Connected successfully{"streamers":[]}
This is the code I am currently working with. Is there anyone who could tell me what I am missing and could improve on. DB info removed for security reasons.
<?php
header('Content-type:application/json;charset=utf-8');
//Make connection to database
$db=new PDO('mysql:dbname=streamdb;host=localhost;','root','');
// Check connection
if ($db->connect_error) {
die("Connection failed: " . $db->connect_error);
}
echo "Connected successfully";
//Prepare the query for analyzing
$sql=$db->prepare('select * from maintable');
$response = array();
$streamers = array();
$result=mysql_query($sql);
while($sql=mysql_fetch_array($result))
{
$displayname=$row['DisplayName'];
$streamkey=$row['StreamKey'];
$streamers[] = array('DisplayName'=> $displayname, 'StreamKey'=> $streamkey);
}
$response['streamers'] = $streamers;
echo stripslashes(json_encode($response));
?>
-Thanks!
First, use PDO only. No mysql_* functions.
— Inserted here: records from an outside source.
use mongodb::bson::Document;
use serde::Deserialize;
use serde_json::Value;

use crate::errors::Result;
use crate::utils::document::set_document;

/// 批改请求
#[derive(Debug, Default, Deserialize)]
pub struct GradeSubmissionRequest {
    pub given_mark: Option<Value>,
    pub feedback: Option<Value>,
    pub status: Option<Value>,
}

impl GradeSubmissionRequest {
    pub fn into_set_document(self) -> Result<Document> {
        set_document([
            ("given_mark", self.given_mark),
            ("feedback", self.feedback),
            ("status", self.status),
        ])
    }
}

/// 我的提交查询参数
#[derive(Debug, Clone, Deserialize)]
pub struct MySubmissionQuery {
    pub email: Option<String>,
}
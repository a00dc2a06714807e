pub mod assignments;
pub mod auth;
pub mod submissions;

pub use assignments::AssignmentService;
pub use auth::AuthService;
pub use submissions::SubmissionService;
pub mod logout;
pub mod token;

use actix_web::{HttpResponse, Result as ActixResult};

use crate::config::AppConfig;
use crate::models::auth::requests::IssueTokenRequest;

pub struct AuthService;

impl AuthService {
    pub fn new_lazy() -> Self {
        Self
    }

    pub(crate) fn get_config(&self) -> &AppConfig {
        AppConfig::get()
    }

    // 签发会话令牌
    pub async fn issue_token(&self, payload: IssueTokenRequest) -> ActixResult<HttpResponse> {
        token::handle_issue_token(self, payload).await
    }

    // 注销
    pub async fn logout(&self) -> ActixResult<HttpResponse> {
        logout::handle_logout().await
    }
}
use mongodb::bson::Document;
use serde::Deserialize;
use serde_json::Value;

use super::entities::ASSIGNMENT_UPDATABLE_FIELDS;
use crate::errors::Result;
use crate::utils::document::set_document;

/// 更新作业请求
///
/// 仅接收白名单字段，其余字段在反序列化时被丢弃。
#[derive(Debug, Default, Deserialize)]
pub struct UpdateAssignmentRequest {
    pub title: Option<Value>,
    pub description: Option<Value>,
    pub marks: Option<Value>,
    pub image: Option<Value>,
    pub difficulty: Option<Value>,
    pub date: Option<Value>,
    pub email: Option<Value>,
}

impl UpdateAssignmentRequest {
    /// 转换为 `$set` 文档，未提供的字段写为 null
    pub fn into_set_document(self) -> Result<Document> {
        // 值的顺序与 ASSIGNMENT_UPDATABLE_FIELDS 一致
        let values = [
            self.title,
            self.description,
            self.marks,
            self.image,
            self.difficulty,
            self.date,
            self.email,
        ];
        set_document(ASSIGNMENT_UPDATABLE_FIELDS.into_iter().zip(values))
    }
}
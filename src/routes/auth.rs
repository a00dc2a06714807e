use actix_web::{HttpResponse, Result as ActixResult, web};
use once_cell::sync::Lazy;

use crate::models::auth::requests::IssueTokenRequest;
use crate::services::AuthService;

// 懒加载的全局 AuthService 实例
static AUTH_SERVICE: Lazy<AuthService> = Lazy::new(AuthService::new_lazy);

pub async fn issue_token(payload: web::Json<IssueTokenRequest>) -> ActixResult<HttpResponse> {
    AUTH_SERVICE.issue_token(payload.into_inner()).await
}

pub async fn logout() -> ActixResult<HttpResponse> {
    AUTH_SERVICE.logout().await
}

// 配置路由
pub fn configure_auth_routes(cfg: &mut web::ServiceConfig) {
    cfg.route("/jwt", web::post().to(issue_token))
        .route("/logout", web::post().to(logout));
}

#[cfg(test)]
mod tests {
    use super::*;
    use crate::config::AppConfig;
    use crate::utils::jwt::JwtUtils;
    use actix_web::{App, http::StatusCode, test};
    use serde_json::{Value, json};

    #[actix_web::test]
    async fn test_issue_token_sets_verifiable_cookie() {
        let app = test::init_service(App::new().configure(configure_auth_routes)).await;

        let req = test::TestRequest::post()
            .uri("/jwt")
            .set_json(json!({ "email": "t@x.com" }))
            .to_request();
        let resp = test::call_service(&app, req).await;
        assert_eq!(resp.status(), StatusCode::OK);

        let cookie_name = &AppConfig::get().jwt.cookie_name;
        let cookie = resp
            .response()
            .cookies()
            .find(|cookie| cookie.name() == cookie_name)
            .expect("session cookie should be set");
        assert_eq!(cookie.http_only(), Some(true));
        assert_eq!(cookie.path(), Some("/"));

        let claims = JwtUtils::verify_session_token(cookie.value()).unwrap();
        assert_eq!(claims.email(), Some("t@x.com"));

        let body: Value = test::read_body_json(resp).await;
        assert_eq!(body, json!({ "success": true }));
    }

    #[actix_web::test]
    async fn test_non_object_payload_rejected() {
        let app = test::init_service(App::new().configure(configure_auth_routes)).await;

        let req = test::TestRequest::post()
            .uri("/jwt")
            .set_json(json!(["t@x.com"]))
            .to_request();
        let resp = test::call_service(&app, req).await;
        assert_eq!(resp.status(), StatusCode::BAD_REQUEST);
    }

    #[actix_web::test]
    async fn test_logout_clears_cookie() {
        let app = test::init_service(App::new().configure(configure_auth_routes)).await;

        let req = test::TestRequest::post().uri("/logout").to_request();
        let resp = test::call_service(&app, req).await;
        assert_eq!(resp.status(), StatusCode::OK);

        let cookie_name = &AppConfig::get().jwt.cookie_name;
        let cookie = resp
            .response()
            .cookies()
            .find(|cookie| cookie.name() == cookie_name)
            .expect("expired cookie should be set");
        assert_eq!(cookie.value(), "");
        assert_eq!(
            cookie.max_age(),
            Some(actix_web::cookie::time::Duration::seconds(0))
        );

        let body: Value = test::read_body_json(resp).await;
        assert_eq!(body["success"], true);
    }
}
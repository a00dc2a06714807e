use crate::errors::Result;
use crate::storage::{Storage, memory_storage::MemoryStorage, mongo_storage::MongoStorage};
use once_cell::sync::Lazy;
use std::{
    collections::HashMap,
    future::Future,
    pin::Pin,
    sync::{Arc, RwLock},
};

pub type BoxedStorageFuture = Pin<Box<dyn Future<Output = Result<Box<dyn Storage>>> + Send>>;
pub type StorageConstructor = Arc<dyn Fn() -> BoxedStorageFuture + Send + Sync>;

/// 内置存储后端
fn builtin_plugins() -> HashMap<String, StorageConstructor> {
    let mut plugins: HashMap<String, StorageConstructor> = HashMap::new();

    plugins.insert(
        "mongodb".to_string(),
        Arc::new(|| -> BoxedStorageFuture {
            Box::pin(async {
                let storage = MongoStorage::new_async().await?;
                Ok(Box::new(storage) as Box<dyn Storage>)
            })
        }),
    );

    plugins.insert(
        "memory".to_string(),
        Arc::new(|| -> BoxedStorageFuture {
            Box::pin(async { Ok(Box::new(MemoryStorage::new()) as Box<dyn Storage>) })
        }),
    );

    plugins
}

static STORAGE_REGISTRY: Lazy<RwLock<HashMap<String, StorageConstructor>>> =
    Lazy::new(|| RwLock::new(builtin_plugins()));

pub fn register_storage_plugin<S: Into<String>>(name: S, constructor: StorageConstructor) {
    let name = name.into();
    let mut registry = STORAGE_REGISTRY
        .write()
        .expect("Storage registry lock poisoned");
    registry.insert(name, constructor);
}

pub fn get_storage_plugin(name: &str) -> Option<StorageConstructor> {
    STORAGE_REGISTRY
        .read()
        .expect("Storage registry lock poisoned")
        .get(name)
        .cloned()
}

pub fn debug_storage_registry() {
    let registry = STORAGE_REGISTRY
        .read()
        .expect("Storage registry lock poisoned");
    if registry.is_empty() {
        tracing::debug!("No storage plugins registered.");
    } else {
        tracing::debug!("Registered storage plugins:");
        for key in registry.keys() {
            tracing::debug!(" - {}", key);
        }
    }
}
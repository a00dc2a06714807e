/*!
 * 会话令牌认证中间件
 *
 * 从 Cookie 中读取会话令牌并验证签名与有效期，验证通过后将 Claims
 * 存入请求扩展，供后续处理程序使用。
 *
 * ## 使用方法
 *
 * ```rust,ignore
 * use actix_web::web;
 * use crate::middlewares::RequireJWT;
 *
 * cfg.service(
 *     web::resource("/my-submission")
 *         .wrap(RequireJWT)
 *         .route(web::get().to(list_my_submissions)),
 * );
 *
 * async fn list_my_submissions(req: HttpRequest) -> ActixResult<HttpResponse> {
 *     let claims = RequireJWT::extract_claims(&req);
 *     // ...
 * }
 * ```
 *
 * ## 认证流程
 *
 * 1. 客户端携带 `token` Cookie（由 `POST /jwt` 签发）
 * 2. Cookie 缺失，返回 401
 * 3. 签名或有效期验证失败，返回 401
 * 4. 验证通过，Claims 存入请求扩展，继续处理请求
 *
 * ## 配置
 *
 * 密钥来自 `JWT_SECRET`，Cookie 名称来自 `jwt.cookie_name`。
 */

use crate::models::{ApiResponse, ErrorCode};
use crate::utils::jwt::{JwtUtils, SessionClaims};
use actix_service::{Service, Transform};
use actix_web::{
    Error, HttpMessage, HttpResponse,
    body::EitherBody,
    dev::{ServiceRequest, ServiceResponse},
    http::StatusCode,
    http::header::CONTENT_TYPE,
};
use futures_util::future::{LocalBoxFuture, Ready, ready};
use std::rc::Rc;
use tracing::{debug, info};

pub const UNAUTHORIZED_MESSAGE: &str = "Unauthorized access";

#[derive(Clone)]
pub struct RequireJWT;

// 辅助函数：创建错误响应
fn create_error_response(status: StatusCode, message: &str) -> HttpResponse {
    match status {
        StatusCode::NO_CONTENT => HttpResponse::build(status)
            .insert_header((CONTENT_TYPE, "text/plain; charset=utf-8"))
            .finish(),
        _ => HttpResponse::build(status)
            .insert_header((CONTENT_TYPE, "application/json; charset=utf-8"))
            .json(ApiResponse::<()>::error_empty(
                ErrorCode::Unauthorized,
                message,
            )),
    }
}

// 辅助函数：提取并验证会话令牌
fn extract_and_validate_token(req: &ServiceRequest) -> Result<SessionClaims, String> {
    let token = JwtUtils::extract_session_token(req.request())
        .ok_or_else(|| "Missing session cookie".to_string())?;

    JwtUtils::verify_session_token(&token).map_err(|err| {
        info!("Session token validation failed: {}", err);
        "Invalid session token".to_string()
    })
}

impl<S, B> Transform<S, ServiceRequest> for RequireJWT
where
    S: Service<ServiceRequest, Response = ServiceResponse<B>, Error = Error> + 'static,
    B: 'static,
{
    type Response = ServiceResponse<EitherBody<B>>;
    type Error = Error;
    type InitError = ();
    type Transform = RequireJWTMiddleware<S>;
    type Future = Ready<Result<Self::Transform, Self::InitError>>;

    fn new_transform(&self, service: S) -> Self::Future {
        ready(Ok(RequireJWTMiddleware {
            service: Rc::new(service),
        }))
    }
}

pub struct RequireJWTMiddleware<S> {
    service: Rc<S>,
}

impl<S, B> Service<ServiceRequest> for RequireJWTMiddleware<S>
where
    S: Service<ServiceRequest, Response = ServiceResponse<B>, Error = Error> + 'static,
    B: 'static,
{
    type Response = ServiceResponse<EitherBody<B>>;
    type Error = Error;
    type Future = LocalBoxFuture<'static, Result<Self::Response, Self::Error>>;

    fn poll_ready(
        &self,
        ctx: &mut std::task::Context<'_>,
    ) -> std::task::Poll<Result<(), Self::Error>> {
        self.service.poll_ready(ctx)
    }

    fn call(&self, req: ServiceRequest) -> Self::Future {
        let srv = self.service.clone();
        Box::pin(async move {
            // 处理 OPTIONS 请求
            if req.method() == actix_web::http::Method::OPTIONS {
                return Ok(req.into_response(
                    create_error_response(StatusCode::NO_CONTENT, "").map_into_right_body(),
                ));
            }

            match extract_and_validate_token(&req) {
                Ok(claims) => {
                    debug!(
                        "Session authentication successful for email: {:?}",
                        claims.email()
                    );
                    req.extensions_mut().insert(claims);
                    let res = srv.call(req).await?.map_into_left_body();
                    Ok(res)
                }
                Err(err) => {
                    info!(
                        "Session authentication failed for request to {}: {}",
                        req.path(),
                        err
                    );
                    Ok(req.into_response(
                        create_error_response(StatusCode::UNAUTHORIZED, UNAUTHORIZED_MESSAGE)
                            .map_into_right_body(),
                    ))
                }
            }
        })
    }
}

// 辅助函数：从请求中提取会话信息
impl RequireJWT {
    /// 从请求扩展中提取会话 Claims
    /// 此函数应该在应用了RequireJWT中间件的路由处理程序中使用
    pub fn extract_claims(req: &actix_web::HttpRequest) -> Option<SessionClaims> {
        req.extensions().get::<SessionClaims>().cloned()
    }
}
pub mod assignments;

pub mod auth;

pub mod submissions;

pub mod system;

pub use assignments::configure_assignment_routes;
pub use auth::configure_auth_routes;
pub use submissions::configure_submission_routes;
pub use system::configure_system_routes;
Then your code should look like this:
$pdo = new PDO('mysql:host=...', 'username', 'password', [
PDO::ATTR_ERRMODE => PDO::ERRMODE_EXCEPTION
]);
$result = $pdo->query('SELECT DisplayName, StreamKey FROM ...');
$rows = $result->fetchAll(PDO::FETCH_ASSOC);
header('Content-Type: application/json;charset=utf-8');
echo json_encode(['streamers' => $rows],
JSON_PRETTY_PRINT | JSON_UNESCAPED_SLASHES | JSON_NUMERIC_CHECK);
The PDO::ERRMODE_EXCEPTION sets PDO to throw all errors as exceptions, so they can be handled in an easy and consistent way.
The PDO::FETCH_ASSOC sets fetchAll() to return rows as arrays where column names are used as array keys.
The json_encode() will take care of producing a valid JSON output. Since you are not embedding JSON into HTML, there is no need for escaped slashes and we will make it nicely indented for easier debugging.
So as I said in a comment, the problem is probably that "$row" is not initialized. It should probably be:
while($row=mysql_fetch_array($result))
Also, you used mysql_ functions which are not compatible with PDO. You should do your request using $db->query.
As you asked for suggestions, I may give you a trick that I use.
I think that it's a lot of code for just retrieving a table that is basically the content of the result of your query (in $result). And I guess you have similar code for almost every request. So what I do in general is that I build a generic function called extractResult that directly makes an array of lines from the result of a query.
Here is the function:
/**
* Extract a php array from the result of a db query.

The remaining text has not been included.